## Stored items

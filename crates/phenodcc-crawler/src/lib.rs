//! PhenoDCC file-source crawler
//!
//! Periodic, multi-source ingestion pipeline: discovers archived
//! submissions on the contributing centres' file servers, downloads them
//! reliably, extracts and validates their contents, and drives each
//! document through the serialisation, integrity, context and overview
//! stages. Per-artifact state lives in the shared tracker database; a
//! filesystem lock serialises pipeline runs against the same tracker.

pub mod config;
pub mod discovery;
pub mod downloader;
pub mod error;
pub mod extractor;
pub mod lock;
pub mod postingest;
pub mod progress;
pub mod session;
pub mod source;

pub use config::{CrawlerConfig, Settings};
pub use error::{CrawlerError, Result};
pub use lock::{InstanceLock, LockError};
pub use session::SessionOrchestrator;

use std::path::PathBuf;

use clap::Parser;

/// PhenoDCC file source crawler
#[derive(Parser, Debug)]
#[command(name = "phenodcc-crawler")]
#[command(about = "Crawls centre file sources and tracks submission processing")]
#[command(disable_version_flag = true)]
pub struct Cli {
    /// Number of parallel downloaders to use
    #[arg(short = 'a', value_name = "NUM", default_value_t = 1)]
    pub downloaders: usize,

    /// Maximum number of download retries per file source
    #[arg(short = 'm', value_name = "NUM", default_value_t = 1)]
    pub max_retries: u32,

    /// Maximum size of the discovery and extraction pools
    #[arg(short = 't', value_name = "NUM", default_value_t = 10)]
    pub pool_size: usize,

    /// Delay in hours for periodic runs; zero runs once and exits
    #[arg(short = 'p', value_name = "HOURS", default_value_t = 0)]
    pub periodic_delay: u64,

    /// Directory where downloaded archives are stored
    #[arg(short = 'd', value_name = "DIR", default_value = config::DEFAULT_DATA_DIR)]
    pub data_dir: PathBuf,

    /// Email id to send the session report to
    #[arg(short = 'r', value_name = "EMAIL")]
    pub report_email: Option<String>,

    /// Crawler properties file
    #[arg(short = 'c', value_name = "FILE", required = true)]
    pub crawler_props: PathBuf,

    /// XML serialiser properties file
    #[arg(short = 's', value_name = "FILE")]
    pub serializer_props: Option<PathBuf>,

    /// XML validator properties file
    #[arg(short = 'v', value_name = "FILE")]
    pub validator_props: Option<PathBuf>,

    /// XML validation resources properties file
    #[arg(short = 'x', value_name = "FILE")]
    pub validation_resources_props: Option<PathBuf>,

    /// Context builder properties file
    #[arg(short = 'o', value_name = "FILE")]
    pub context_props: Option<PathBuf>,
}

## HOW TO COMPLETE THIS TASK
Each record should be repeated in full, exactly as it is written.

## SOLUTION FOR THIS TASK
filename crates/phenodcc-crawler/src/lib.rs
//! PhenoDCC file-source crawler
//!
//! Periodic, multi-source ingestion pipeline: discovers archived
//! submissions on the contributing centres' file servers, downloads them
//! reliably, extracts and validates their contents, and drives each
//! document through the serialisation, integrity, context and overview
//! stages. Per-artifact state lives in the shared tracker database; a
//! filesystem lock serialises pipeline runs against the same tracker.

pub mod config;
pub mod discovery;
pub mod downloader;
pub mod error;
pub mod extractor;
pub mod lock;
pub mod postingest;
pub mod progress;
pub mod session;
pub mod source;

pub use config::{CrawlerConfig, Settings};
pub use error::{CrawlerError, Result};
pub use lock::{InstanceLock, LockError};
pub use session::SessionOrchestrator;

use std::path::PathBuf;

use clap::Parser;

/// PhenoDCC file source crawler
#[derive(Parser, Debug)]
#[command(name = "phenodcc-crawler")]
#[command(about = "Crawls centre file sources and tracks submission processing")]
#[command(disable_version_flag = true)]
pub struct Cli {
    /// Number of parallel downloaders to use
    #[arg(short = 'a', value_name = "NUM", default_value_t = 1)]
    pub downloaders: usize,

    /// Maximum number of download retries per file source
    #[arg(short = 'm', value_name = "NUM", default_value_t = 1)]
    pub max_retries: u32,

    /// Maximum size of the discovery and extraction pools
    #[arg(short = 't', value_name = "NUM", default_value_t = 10)]
    pub pool_size: usize,

    /// Delay in hours for periodic runs; zero runs once and exits
    #[arg(short = 'p', value_name = "HOURS", default_value_t = 0)]
    pub periodic_delay: u64,

    /// Directory where downloaded archives are stored
    #[arg(short = 'd', value_name = "DIR", default_value = config::DEFAULT_DATA_DIR)]
    pub data_dir: PathBuf,

    /// Email id to send the session report to
    #[arg(short = 'r', value_name = "EMAIL")]
    pub report_email: Option<String>,

    /// Crawler properties file
    #[arg(short = 'c', value_name = "FILE", required = true)]
    pub crawler_props: PathBuf,

    /// XML serialiser properties file
    #[arg(short = 's', value_name = "FILE")]
    pub serializer_props: Option<PathBuf>,

    /// XML validator properties file
    #[arg(short = 'v', value_name = "FILE")]
    pub validator_props: Option<PathBuf>,

    /// XML validation resources properties file
    #[arg(short = 'x', value_name = "FILE")]
    pub validation_resources_props: Option<PathBuf>,

    /// Context builder properties file
    #[arg(short = 'o', value_name = "FILE")]
    pub context_props: Option<PathBuf>,
}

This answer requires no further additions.